* **About this task**: Only the count is wanted here: how many lines of the entries hold the string "writer"?

Stored records:
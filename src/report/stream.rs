// Shared output destination handed to sinks through ReporterConfig

use std::fs::File;
use std::io::{self, Write};
use std::path::Path;
use std::sync::{Arc, Mutex, MutexGuard};

use anyhow::{Context, Result};

fn poisoned() -> io::Error {
    io::Error::other("output stream lock poisoned")
}

/// Cloneable handle to a writer.
///
/// Every sink built from the same `ReporterConfig` writes through the same
/// destination; none of them owns or closes it.
#[derive(Clone)]
pub struct OutputStream {
    inner: Arc<Mutex<Box<dyn Write + Send>>>,
}

impl OutputStream {
    pub fn new(writer: impl Write + Send + 'static) -> Self {
        Self {
            inner: Arc::new(Mutex::new(Box::new(writer))),
        }
    }

    pub fn stdout() -> Self {
        Self::new(io::stdout())
    }

    /// Create (or truncate) a file to report into
    pub fn file(path: &Path) -> Result<Self> {
        let file = File::create(path)
            .with_context(|| format!("Failed to create report output: {}", path.display()))?;
        Ok(Self::new(file))
    }

    fn lock(&self) -> io::Result<MutexGuard<'_, Box<dyn Write + Send>>> {
        self.inner.lock().map_err(|_| poisoned())
    }
}

impl Write for OutputStream {
    fn write(&mut self, buf: &[u8]) -> io::Result<usize> {
        self.lock()?.write(buf)
    }

    fn write_all(&mut self, buf: &[u8]) -> io::Result<()> {
        self.lock()?.write_all(buf)
    }

    fn flush(&mut self) -> io::Result<()> {
        self.lock()?.flush()
    }
}

impl std::fmt::Debug for OutputStream {
    fn fmt(&self, f: &mut std::fmt::Formatter<'_>) -> std::fmt::Result {
        f.debug_struct("OutputStream").finish_non_exhaustive()
    }
}

/// In-memory destination whose contents can be read back after the run
#[derive(Debug, Clone, Default)]
pub struct SharedBuffer {
    bytes: Arc<Mutex<Vec<u8>>>,
}

impl SharedBuffer {
    pub fn new() -> Self {
        Self::default()
    }

    /// Everything written so far, lossily decoded as UTF-8
    pub fn contents(&self) -> String {
        self.bytes
            .lock()
            .map(|b| String::from_utf8_lossy(&b).into_owned())
            .unwrap_or_default()
    }

    /// Output stream writing into this buffer
    pub fn stream(&self) -> OutputStream {
        OutputStream::new(self.clone())
    }
}

impl Write for SharedBuffer {
    fn write(&mut self, buf: &[u8]) -> io::Result<usize> {
        let mut bytes = self.bytes.lock().map_err(|_| poisoned())?;
        bytes.extend_from_slice(buf);
        Ok(buf.len())
    }

    fn flush(&mut self) -> io::Result<()> {
        Ok(())
    }
}
// Capability flags a sink asks the test engine for

use serde::Serialize;
use std::ops::{BitOr, BitOrAssign};

/// What a sink needs from whoever drives it.
///
/// Flags only ever get switched on: combining two sets of preferences is a
/// field-wise OR, and `Default` (all false) is its identity.
#[derive(Debug, Clone, Copy, Default, PartialEq, Eq, Serialize)]
pub struct ReporterPreferences {
    /// Captured stdout/stderr of tests should be handed to the sink
    pub should_redirect_std_out: bool,
    /// Passing assertions should be reported, not only failures
    pub should_report_all_assertions: bool,
}

impl ReporterPreferences {
    /// Merge any number of preferences into one
    pub fn combine_all(prefs: impl IntoIterator<Item = ReporterPreferences>) -> Self {
        prefs.into_iter().fold(Self::default(), |acc, p| acc | p)
    }
}

impl BitOr for ReporterPreferences {
    type Output = Self;

    fn bitor(self, other: Self) -> Self {
        Self {
            should_redirect_std_out: self.should_redirect_std_out || other.should_redirect_std_out,
            should_report_all_assertions: self.should_report_all_assertions
                || other.should_report_all_assertions,
        }
    }
}

impl BitOrAssign for ReporterPreferences {
    fn bitor_assign(&mut self, other: Self) {
        *self = *self | other;
    }
}

impl FromIterator<ReporterPreferences> for ReporterPreferences {
    fn from_iter<I: IntoIterator<Item = ReporterPreferences>>(iter: I) -> Self {
        Self::combine_all(iter)
    }
}
// Event payloads describing what has just finished

use serde::{Deserialize, Serialize};
use std::ops::{Add, AddAssign, Sub};

use super::{AssertionInfo, SectionInfo, TestCaseInfo, TestRunInfo};

/// Pass/fail tally for assertions or test cases
#[derive(Debug, Clone, Copy, Default, PartialEq, Eq, Serialize, Deserialize)]
pub struct Counts {
    pub passed: u64,
    pub failed: u64,
    /// Failures in tests marked as allowed to fail
    #[serde(default)]
    pub failed_but_ok: u64,
    #[serde(default)]
    pub skipped: u64,
}

impl Counts {
    pub fn total(&self) -> u64 {
        self.passed + self.failed + self.failed_but_ok + self.skipped
    }

    pub fn all_passed(&self) -> bool {
        self.failed == 0 && self.failed_but_ok == 0 && self.skipped == 0
    }

    pub fn all_ok(&self) -> bool {
        self.failed == 0
    }
}

impl Add for Counts {
    type Output = Counts;

    fn add(self, other: Counts) -> Counts {
        Counts {
            passed: self.passed + other.passed,
            failed: self.failed + other.failed,
            failed_but_ok: self.failed_but_ok + other.failed_but_ok,
            skipped: self.skipped + other.skipped,
        }
    }
}

impl AddAssign for Counts {
    fn add_assign(&mut self, other: Counts) {
        *self = *self + other;
    }
}

impl Sub for Counts {
    type Output = Counts;

    fn sub(self, other: Counts) -> Counts {
        Counts {
            passed: self.passed.saturating_sub(other.passed),
            failed: self.failed.saturating_sub(other.failed),
            failed_but_ok: self.failed_but_ok.saturating_sub(other.failed_but_ok),
            skipped: self.skipped.saturating_sub(other.skipped),
        }
    }
}

/// Assertion and test case tallies together
#[derive(Debug, Clone, Copy, Default, PartialEq, Eq, Serialize, Deserialize)]
pub struct Totals {
    pub assertions: Counts,
    pub test_cases: Counts,
}

impl Add for Totals {
    type Output = Totals;

    fn add(self, other: Totals) -> Totals {
        Totals {
            assertions: self.assertions + other.assertions,
            test_cases: self.test_cases + other.test_cases,
        }
    }
}

impl AddAssign for Totals {
    fn add_assign(&mut self, other: Totals) {
        *self = *self + other;
    }
}

impl Sub for Totals {
    type Output = Totals;

    fn sub(self, other: Totals) -> Totals {
        Totals {
            assertions: self.assertions - other.assertions,
            test_cases: self.test_cases - other.test_cases,
        }
    }
}

/// How a single assertion turned out
#[derive(Debug, Clone, Copy, PartialEq, Eq, Serialize, Deserialize)]
#[serde(rename_all = "snake_case")]
pub enum AssertionOutcome {
    Passed,
    Failed,
    /// Failed by throwing/panicking rather than by a false expression
    Errored,
    Skipped,
    Info,
    Warning,
}

impl AssertionOutcome {
    pub fn is_ok(self) -> bool {
        !matches!(self, Self::Failed | Self::Errored)
    }
}

#[derive(Debug, Clone, PartialEq, Eq, Serialize, Deserialize)]
pub struct AssertionStats {
    pub info: AssertionInfo,
    pub outcome: AssertionOutcome,
    /// Expression with operand values substituted, when available
    #[serde(default)]
    pub expanded: Option<String>,
    #[serde(default)]
    pub message: Option<String>,
    #[serde(default)]
    pub totals: Totals,
}

#[derive(Debug, Clone, PartialEq, Serialize, Deserialize)]
pub struct SectionStats {
    pub info: SectionInfo,
    pub assertions: Counts,
    #[serde(default)]
    pub duration_secs: f64,
    #[serde(default)]
    pub missing_assertions: bool,
}

#[derive(Debug, Clone, PartialEq, Eq, Serialize, Deserialize)]
pub struct TestCaseStats {
    pub info: TestCaseInfo,
    pub totals: Totals,
    #[serde(default)]
    pub std_out: String,
    #[serde(default)]
    pub std_err: String,
    #[serde(default)]
    pub aborting: bool,
}

impl TestCaseStats {
    pub fn passed(&self) -> bool {
        self.totals.assertions.all_ok() && self.totals.test_cases.failed == 0
    }
}

#[derive(Debug, Clone, PartialEq, Eq, Serialize, Deserialize)]
pub struct TestRunStats {
    pub info: TestRunInfo,
    pub totals: Totals,
    #[serde(default)]
    pub aborting: bool,
}
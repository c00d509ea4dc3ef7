// Event payloads describing what is about to run

use serde::{Deserialize, Serialize};
use std::collections::BTreeSet;
use std::fmt;

use super::tags::parse_tags;

/// Location of a test, section or assertion in its source file
#[derive(Debug, Clone, Default, PartialEq, Eq, Serialize, Deserialize)]
pub struct SourceLineInfo {
    pub file: String,
    pub line: u64,
}

impl SourceLineInfo {
    pub fn new(file: impl Into<String>, line: u64) -> Self {
        Self {
            file: file.into(),
            line,
        }
    }
}

impl fmt::Display for SourceLineInfo {
    fn fmt(&self, f: &mut fmt::Formatter<'_>) -> fmt::Result {
        write!(f, "{}:{}", self.file, self.line)
    }
}

/// Information about the whole run
#[derive(Debug, Clone, Default, PartialEq, Eq, Serialize, Deserialize)]
pub struct TestRunInfo {
    pub name: String,
}

impl TestRunInfo {
    pub fn new(name: impl Into<String>) -> Self {
        Self { name: name.into() }
    }
}

/// Static description of a single test case.
///
/// Owned by whatever discovered the test; sinks only ever see it by reference.
#[derive(Debug, Clone, Default, PartialEq, Eq, Serialize, Deserialize)]
pub struct TestCaseInfo {
    pub name: String,
    #[serde(default)]
    pub class_name: String,
    /// Tag spellings without the surrounding brackets
    #[serde(default)]
    pub tags: BTreeSet<String>,
    pub source: SourceLineInfo,
}

impl TestCaseInfo {
    /// Build a test case from a bracketed tag spec such as `"[fast][.slow]"`
    pub fn new(name: impl Into<String>, tag_spec: &str, source: SourceLineInfo) -> Self {
        Self {
            name: name.into(),
            class_name: String::new(),
            tags: parse_tags(tag_spec),
            source,
        }
    }

    pub fn with_class_name(mut self, class_name: impl Into<String>) -> Self {
        self.class_name = class_name.into();
        self
    }

    /// Hidden tests only run (and list) when asked for explicitly
    pub fn is_hidden(&self) -> bool {
        self.tags
            .iter()
            .any(|tag| tag == "!hide" || tag.starts_with('.'))
    }

    /// Tags rendered back into bracketed form, e.g. `[fast][io]`
    pub fn tags_as_string(&self) -> String {
        self.tags.iter().map(|t| format!("[{}]", t)).collect()
    }
}

/// A section nested inside a test case
#[derive(Debug, Clone, Default, PartialEq, Eq, Serialize, Deserialize)]
pub struct SectionInfo {
    pub name: String,
    pub source: SourceLineInfo,
}

impl SectionInfo {
    pub fn new(name: impl Into<String>, source: SourceLineInfo) -> Self {
        Self {
            name: name.into(),
            source,
        }
    }
}

/// What an assertion is about to check
#[derive(Debug, Clone, Default, PartialEq, Eq, Serialize, Deserialize)]
pub struct AssertionInfo {
    pub macro_name: String,
    pub expression: String,
    pub source: SourceLineInfo,
}

impl AssertionInfo {
    pub fn new(
        macro_name: impl Into<String>,
        expression: impl Into<String>,
        source: SourceLineInfo,
    ) -> Self {
        Self {
            macro_name: macro_name.into(),
            expression: expression.into(),
            source,
        }
    }
}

* **Solution**: 3